**Exercise details**
The records sit below. Return every line in them that holds the word "String".

Dataset excerpts:
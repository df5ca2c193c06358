// ==============================================================================
// pipeline/mod.rs - Bulk Ingestion Pipeline
// ==============================================================================
// Description: Source -> transform workers -> sink workers over bounded queues
// Author: Matt Barham
// Created: 2026-10-01
// Modified: 2026-10-16
// Version: 1.2.0
// ==============================================================================
// Stages:
//   [Source] --queue A--> [Transform x T] --queue B--> [Sink x W]
//
// End of input travels as `Item::EndOfStream`. A worker that reads it puts it
// back into the same queue and stops, so every sibling sees it exactly once.
// The last transform worker to stop forwards a single end marker to queue B.
// ==============================================================================

pub mod engine;
pub mod serial;

use async_trait::async_trait;
use serde::Serialize;
use std::fmt;
use std::time::Duration;
use thiserror::Error;

use crate::codec::MalformedRecordError;
use crate::config::{FailurePolicy, LoadConfig};
use crate::store::{SetupError, WriteError};

pub use engine::Pipeline;
pub use serial::run_serial;

/// What travels through a queue
#[derive(Debug)]
pub enum Item<R> {
    Batch(Vec<R>),
    EndOfStream,
}

/// Producer of record batches. Driven by exactly one worker.
#[async_trait]
pub trait Source: Send + 'static {
    type Record: Send + 'static;

    async fn open(&mut self) -> anyhow::Result<()> {
        Ok(())
    }

    async fn pre(&mut self) -> anyhow::Result<()> {
        Ok(())
    }

    /// Up to `max` records; an empty batch means the input is exhausted
    async fn read_batch(&mut self, max: usize) -> anyhow::Result<Vec<Self::Record>>;

    async fn post(&mut self) -> anyhow::Result<()> {
        Ok(())
    }

    async fn close(&mut self) -> anyhow::Result<()> {
        Ok(())
    }
}

/// In-place batch transformation shared by all transform workers
#[async_trait]
pub trait Transform<R: Send + 'static>: Send + Sync + 'static {
    async fn open(&self) -> anyhow::Result<()> {
        Ok(())
    }

    async fn pre(&self) -> anyhow::Result<()> {
        Ok(())
    }

    async fn apply(&self, batch: &mut Vec<R>) -> Result<(), BatchError>;

    async fn post(&self) -> anyhow::Result<()> {
        Ok(())
    }

    async fn close(&self) -> anyhow::Result<()> {
        Ok(())
    }
}

/// Consumer of record batches. One instance per sink worker.
#[async_trait]
pub trait Sink: Send + 'static {
    type Record: Send + 'static;

    async fn open(&mut self) -> anyhow::Result<()> {
        Ok(())
    }

    async fn pre(&mut self) -> anyhow::Result<()> {
        Ok(())
    }

    /// Persist a batch, returning the number of records written
    async fn write_batch(&mut self, batch: Vec<Self::Record>) -> Result<usize, BatchError>;

    async fn post(&mut self) -> anyhow::Result<()> {
        Ok(())
    }

    async fn close(&mut self) -> anyhow::Result<()> {
        Ok(())
    }
}

/// Why a single batch could not be processed
#[derive(Error, Debug)]
pub enum BatchError {
    #[error(transparent)]
    Malformed(#[from] MalformedRecordError),

    #[error(transparent)]
    Write(#[from] WriteError),

    #[error(transparent)]
    Setup(#[from] SetupError),
}

#[derive(Debug, Clone, Copy, PartialEq, Eq, Serialize)]
#[serde(rename_all = "lowercase")]
pub enum Stage {
    Source,
    Transform,
    Sink,
}

impl fmt::Display for Stage {
    fn fmt(&self, f: &mut fmt::Formatter<'_>) -> fmt::Result {
        let name = match self {
            Stage::Source => "source",
            Stage::Transform => "transform",
            Stage::Sink => "sink",
        };
        f.write_str(name)
    }
}

#[derive(Error, Debug)]
pub enum PipelineError {
    #[error("One-time setup failed: {0}")]
    Setup(SetupError),

    #[error("{stage} worker {worker} failed on a batch of {records} records: {source}")]
    BatchFailed {
        stage: Stage,
        worker: usize,
        records: usize,
        source: BatchError,
    },

    #[error("Source failed to read a batch: {error:#}")]
    Read { error: anyhow::Error },

    #[error("{stage} hook '{hook}' failed: {error:#}")]
    Hook {
        stage: Stage,
        hook: &'static str,
        error: anyhow::Error,
    },

    #[error("Invalid pipeline configuration: {0}")]
    Configuration(String),

    #[error("Pipeline cancelled")]
    Cancelled,

    #[error("Workers did not finish within {0:?}")]
    JoinTimeout(Duration),

    #[error("{stage} worker panicked: {details}")]
    WorkerPanicked { stage: Stage, details: String },
}

/// A batch dropped under the lenient failure policy
#[derive(Debug, Clone, PartialEq, Serialize)]
pub struct SkippedBatch {
    pub stage: Stage,
    pub worker: usize,
    pub records: usize,
    pub error: String,
}

/// Outcome of one run
#[derive(Debug, Clone, Default, Serialize)]
pub struct PipelineReport {
    pub batches_read: usize,
    pub records_read: usize,
    pub batches_written: usize,
    pub records_written: usize,
    pub skipped: Vec<SkippedBatch>,
    pub transform_workers_finished: usize,
    pub sink_workers_finished: usize,
    /// End markers left in the source->transform queue
    pub residual_transform_queue_markers: usize,
    /// End markers left in the transform->sink queue
    pub residual_sink_queue_markers: usize,
}

#[derive(Debug, Clone, PartialEq)]
pub struct PipelineOptions {
    pub batch_size: usize,
    pub queue_capacity: usize,
    pub transform_workers: usize,
    pub failure_policy: FailurePolicy,
    pub join_timeout: Option<Duration>,
}

impl Default for PipelineOptions {
    fn default() -> Self {
        Self::from(&LoadConfig::default())
    }
}

impl From<&LoadConfig> for PipelineOptions {
    fn from(config: &LoadConfig) -> Self {
        Self {
            batch_size: config.batch_size(),
            queue_capacity: config.queue_capacity(),
            transform_workers: config.transform_workers(),
            failure_policy: config.failure_policy,
            join_timeout: config.join_timeout(),
        }
    }
}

**Task response**
    Configuration(String),
    WorkerPanicked { stage: Stage, details: String },
    pub error: String,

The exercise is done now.